2020年【光】04 浅倉流

 まただ。


 


 光。シュウ。撫子。そして他のクラスメイトたち。全員がぴたりと動きを止めていた。教室内の空気は、一気に氷点下のそれと化す。


 ――こいつは何を言ってるんだ?


 クラスメイトたちの視線は光に集中している。シュウもあんぐりと口を開けて、隣にいる光を見ている。


 撫子は――先程と同じ虫けらを見る表情に戻っていた。


 全員が停止していた時間は十秒にも満たなかっただろうが、それは恐ろしく長く感じられた。その長い長い凍結が解除されると、全員がゆっくりと活動を再開する。

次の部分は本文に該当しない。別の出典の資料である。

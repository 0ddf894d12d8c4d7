pub mod api;
pub mod cards;
pub mod config;
pub mod db;
pub mod elo;
pub mod formation;
pub mod lobby;
pub mod metrics;
pub mod queue;
pub mod rating;
pub mod sim;
pub mod squad;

 女子たちは「えっ今のなに?」「撫子ちゃんとどういう関係なの?」「てか最低じゃない?」「キモすぎ」「マジありえない」「こいつ撫子ちゃんの何なの」「マジ最低」「きっしょ」「ねーねーぱ○ぱんってなにー?」「もあちゃんは向こうで私たちとお話しようねー」「気持ち悪」「最悪」と小声で口々に光を罵り始めた。もあちゃんらしき一際背の低いツインテールの女子が三人の女子に囲まれて廊下に連れて行かれる。


 シュウもフォローする方法が見つからないらしく沈黙を守っていた。ただ、心配そうな表情で光を見つめてくれていた。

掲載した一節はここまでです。